__WHAT THE TASK ASKS__:
Copy, in full, each line of the material that holds the word "description".

::::::

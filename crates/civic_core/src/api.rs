use async_trait::async_trait;
use serde_json::Value;
use std::collections::BTreeMap;
use std::sync::Arc;
use std::sync::atomic::{AtomicU64, Ordering};
use std::time::Duration;

use crate::config::SyncConfig;
use crate::error::{ApiError, ApiResult};
use crate::rate_gate::RateGate;
use crate::schema::{BillDetail, BillHashEntry, RollCall, RollCallRef, RosterEntry, Session, Tallies};

/// The five remote operations the vote sync consumes.
#[async_trait]
pub trait LegislativeApi: Send + Sync {
    async fn list_sessions(&self, jurisdiction: &str) -> ApiResult<Vec<Session>>;

    async fn session_roster(&self, session_id: &str) -> ApiResult<Vec<RosterEntry>>;

    async fn master_bill_index(&self, session_id: &str) -> ApiResult<Vec<BillHashEntry>>;

    async fn bill_detail(&self, bill_id: &str) -> ApiResult<BillDetail>;

    async fn roll_call_detail(&self, roll_call_id: &str) -> ApiResult<RollCall>;
}

pub struct LegiScanClient {
    http_client: reqwest::Client,
    base_url: String,
    api_key: String,
}

impl LegiScanClient {
    pub fn new(
        base_url: impl Into<String>,
        api_key: impl Into<String>,
        timeout: Duration,
    ) -> ApiResult<Self> {
        let http_client = reqwest::Client::builder().timeout(timeout).build()?;
        Ok(Self {
            http_client,
            base_url: base_url.into(),
            api_key: api_key.into(),
        })
    }

    /// Returns `Ok(None)` when no API key is configured.
    pub fn from_config(config: &SyncConfig) -> ApiResult<Option<Self>> {
        let Some(api_key) = config.resolved_api_key() else {
            tracing::debug!("LEGISCAN_API_KEY not set, vote sync unavailable");
            return Ok(None);
        };
        Self::new(&config.base_url, api_key, config.request_timeout()).map(Some)
    }

    async fn call(&self, operation: &str, params: &[(&str, &str)]) -> ApiResult<Value> {
        let mut query: Vec<(&str, &str)> = vec![("key", self.api_key.as_str()), ("op", operation)];
        query.extend_from_slice(params);

        let response = self
            .http_client
            .get(&self.base_url)
            .query(&query)
            .send()
            .await?;

        let status = response.status();
        if !status.is_success() {
            return Err(ApiError::ApiStatus {
                status: status.as_u16(),
                message: response.text().await.unwrap_or_default(),
            });
        }

        let body: Value = response
            .json()
            .await
            .map_err(|e| ApiError::parse(operation, e.to_string()))?;
        check_envelope(operation, body)
    }
}

impl std::fmt::Debug for LegiScanClient {
    fn fmt(&self, f: &mut std::fmt::Formatter<'_>) -> std::fmt::Result {
        f.debug_struct("LegiScanClient")
            .field("base_url", &self.base_url)
            .finish_non_exhaustive()
    }
}

#[async_trait]
impl LegislativeApi for LegiScanClient {
    async fn list_sessions(&self, jurisdiction: &str) -> ApiResult<Vec<Session>> {
        let body = self.call("getSessionList", &[("state", jurisdiction)]).await?;
        parse_sessions(jurisdiction, &body)
    }

    async fn session_roster(&self, session_id: &str) -> ApiResult<Vec<RosterEntry>> {
        let body = self.call("getSessionPeople", &[("id", session_id)]).await?;
        parse_roster(&body)
    }

    async fn master_bill_index(&self, session_id: &str) -> ApiResult<Vec<BillHashEntry>> {
        let body = self.call("getMasterListRaw", &[("id", session_id)]).await?;
        parse_master_list(&body)
    }

    async fn bill_detail(&self, bill_id: &str) -> ApiResult<BillDetail> {
        let body = self.call("getBill", &[("id", bill_id)]).await?;
        parse_bill(&body)
    }

    async fn roll_call_detail(&self, roll_call_id: &str) -> ApiResult<RollCall> {
        let body = self.call("getRollCall", &[("id", roll_call_id)]).await?;
        parse_roll_call(&body)
    }
}

/// Routes every call through a [`RateGate`], bounds it with a timeout and
/// counts it against the quota.
pub struct GatedApi {
    inner: Arc<dyn LegislativeApi>,
    gate: Arc<RateGate>,
    timeout: Duration,
    calls: AtomicU64,
}

impl GatedApi {
    pub fn new(inner: Arc<dyn LegislativeApi>, gate: Arc<RateGate>, timeout: Duration) -> Self {
        Self {
            inner,
            gate,
            timeout,
            calls: AtomicU64::new(0),
        }
    }

    /// Remote calls issued through this gate so far.
    pub fn calls(&self) -> u64 {
        self.calls.load(Ordering::Relaxed)
    }

    async fn gated<T>(
        &self,
        operation: &str,
        call: impl std::future::Future<Output = ApiResult<T>>,
    ) -> ApiResult<T> {
        self.gate.acquire().await;
        self.calls.fetch_add(1, Ordering::Relaxed);
        match tokio::time::timeout(self.timeout, call).await {
            Ok(result) => result,
            Err(_) => Err(ApiError::Timeout {
                operation: operation.to_string(),
                seconds: self.timeout.as_secs(),
            }),
        }
    }
}

#[async_trait]
impl LegislativeApi for GatedApi {
    async fn list_sessions(&self, jurisdiction: &str) -> ApiResult<Vec<Session>> {
        self.gated("list-sessions", self.inner.list_sessions(jurisdiction))
            .await
    }

    async fn session_roster(&self, session_id: &str) -> ApiResult<Vec<RosterEntry>> {
        self.gated("session-roster", self.inner.session_roster(session_id))
            .await
    }

    async fn master_bill_index(&self, session_id: &str) -> ApiResult<Vec<BillHashEntry>> {
        self.gated("master-bill-index", self.inner.master_bill_index(session_id))
            .await
    }

    async fn bill_detail(&self, bill_id: &str) -> ApiResult<BillDetail> {
        self.gated("bill-detail", self.inner.bill_detail(bill_id)).await
    }

    async fn roll_call_detail(&self, roll_call_id: &str) -> ApiResult<RollCall> {
        self.gated("roll-call-detail", self.inner.roll_call_detail(roll_call_id))
            .await
    }
}

fn check_envelope(operation: &str, body: Value) -> ApiResult<Value> {
    match body.get("status").and_then(Value::as_str) {
        Some("OK") => Ok(body),
        Some(_) => {
            let message = body
                .pointer("/alert/message")
                .and_then(Value::as_str)
                .unwrap_or("unknown error")
                .to_string();
            Err(ApiError::Rejected {
                operation: operation.to_string(),
                message,
            })
        }
        None => Err(ApiError::parse(operation, "missing status field")),
    }
}

/// Ids arrive as numbers or strings depending on the endpoint.
fn id_field(value: &Value, field: &str) -> Option<String> {
    match value.get(field)? {
        Value::Number(n) => Some(n.to_string()),
        Value::String(s) if !s.trim().is_empty() => Some(s.trim().to_string()),
        _ => None,
    }
}

fn str_field(value: &Value, field: &str) -> Option<String> {
    value
        .get(field)
        .and_then(Value::as_str)
        .map(str::trim)
        .filter(|s| !s.is_empty())
        .map(str::to_string)
}

fn int_field(value: &Value, field: &str) -> Option<i64> {
    match value.get(field)? {
        Value::Number(n) => n.as_i64(),
        Value::String(s) => s.trim().parse().ok(),
        Value::Bool(b) => Some(i64::from(*b)),
        _ => None,
    }
}

fn count_field(value: &Value, field: &str) -> u32 {
    int_field(value, field)
        .and_then(|n| u32::try_from(n).ok())
        .unwrap_or(0)
}

/// Lists are sometimes arrays and sometimes objects keyed "0", "1", ...
fn list_entries<'a>(value: &'a Value) -> Vec<&'a Value> {
    match value {
        Value::Array(items) => items.iter().collect(),
        Value::Object(map) => map.values().filter(|v| v.is_object()).collect(),
        _ => Vec::new(),
    }
}

pub(crate) fn parse_sessions(jurisdiction: &str, body: &Value) -> ApiResult<Vec<Session>> {
    let sessions = body
        .get("sessions")
        .ok_or_else(|| ApiError::parse("list-sessions", "missing sessions"))?;

    Ok(list_entries(sessions)
        .into_iter()
        .filter_map(|entry| {
            Some(Session {
                session_id: id_field(entry, "session_id")?,
                jurisdiction: jurisdiction.to_uppercase(),
                name: str_field(entry, "session_name").or_else(|| str_field(entry, "session_title")),
                year_start: int_field(entry, "year_start").unwrap_or(0) as i32,
                year_end: int_field(entry, "year_end").unwrap_or(0) as i32,
                is_special: int_field(entry, "special").unwrap_or(0) != 0,
            })
        })
        .collect())
}

pub(crate) fn parse_roster(body: &Value) -> ApiResult<Vec<RosterEntry>> {
    let people = body
        .pointer("/sessionpeople/people")
        .ok_or_else(|| ApiError::parse("session-roster", "missing sessionpeople.people"))?;

    Ok(list_entries(people)
        .into_iter()
        .filter_map(|entry| {
            let first_name = str_field(entry, "first_name").unwrap_or_default();
            let last_name = str_field(entry, "last_name").unwrap_or_default();
            let full_name = str_field(entry, "name")
                .unwrap_or_else(|| format!("{first_name} {last_name}").trim().to_string());
            Some(RosterEntry {
                person_id: id_field(entry, "people_id")?,
                full_name,
                first_name,
                last_name,
                chamber_role: str_field(entry, "role"),
                party: str_field(entry, "party"),
                district: str_field(entry, "district"),
            })
        })
        .collect())
}

pub(crate) fn parse_master_list(body: &Value) -> ApiResult<Vec<BillHashEntry>> {
    let masterlist = body
        .get("masterlist")
        .ok_or_else(|| ApiError::parse("master-bill-index", "missing masterlist"))?;

    Ok(list_entries(masterlist)
        .into_iter()
        // the "session" header is an object too, but carries no bill_id;
        // entries without a hash can never be diffed
        .filter_map(|entry| {
            Some(BillHashEntry {
                bill_id: id_field(entry, "bill_id")?,
                display_number: str_field(entry, "number").unwrap_or_default(),
                title: str_field(entry, "title"),
                change_hash: str_field(entry, "change_hash")?,
                last_action_date: str_field(entry, "last_action_date")
                    .or_else(|| str_field(entry, "status_date")),
            })
        })
        .collect())
}

pub(crate) fn parse_bill(body: &Value) -> ApiResult<BillDetail> {
    let bill = body
        .get("bill")
        .ok_or_else(|| ApiError::parse("bill-detail", "missing bill"))?;
    let bill_id = id_field(bill, "bill_id")
        .ok_or_else(|| ApiError::parse("bill-detail", "missing bill_id"))?;

    let roll_calls = bill
        .get("votes")
        .map(list_entries)
        .unwrap_or_default()
        .into_iter()
        .filter_map(|vote| {
            Some(RollCallRef {
                roll_call_id: id_field(vote, "roll_call_id")?,
                date: str_field(vote, "date").unwrap_or_default(),
                description: str_field(vote, "desc").unwrap_or_default(),
            })
        })
        .collect();

    Ok(BillDetail {
        bill_id,
        display_number: str_field(bill, "bill_number").unwrap_or_default(),
        title: str_field(bill, "title"),
        roll_calls,
    })
}

pub(crate) fn parse_roll_call(body: &Value) -> ApiResult<RollCall> {
    let roll_call = body
        .get("roll_call")
        .ok_or_else(|| ApiError::parse("roll-call-detail", "missing roll_call"))?;
    let roll_call_id = id_field(roll_call, "roll_call_id")
        .ok_or_else(|| ApiError::parse("roll-call-detail", "missing roll_call_id"))?;

    let votes = match roll_call.get("votes") {
        Some(votes @ (Value::Array(_) | Value::Object(_))) => list_entries(votes),
        _ => return Err(ApiError::parse("roll-call-detail", "missing votes list")),
    };
    let mut per_person_votes = BTreeMap::new();
    for vote in votes {
        let (Some(person_id), Some(text)) = (id_field(vote, "people_id"), str_field(vote, "vote_text"))
        else {
            continue;
        };
        per_person_votes.insert(person_id, text);
    }

    let passed = match roll_call.get("passed") {
        None | Some(Value::Null) => None,
        Some(_) => int_field(roll_call, "passed").map(|n| n != 0),
    };

    Ok(RollCall {
        roll_call_id,
        bill_id: id_field(roll_call, "bill_id").unwrap_or_default(),
        date: str_field(roll_call, "date").unwrap_or_default(),
        description: str_field(roll_call, "desc").unwrap_or_default(),
        chamber: str_field(roll_call, "chamber"),
        tallies: Tallies {
            yea: count_field(roll_call, "yea"),
            nay: count_field(roll_call, "nay"),
            not_voting: count_field(roll_call, "nv"),
            absent: count_field(roll_call, "absent"),
        },
        passed,
        per_person_votes,
    })
}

::::::

__OUTPUT FOR THIS EXERCISE__:
                description: str_field(vote, "desc").unwrap_or_default(),
        description: str_field(roll_call, "desc").unwrap_or_default(),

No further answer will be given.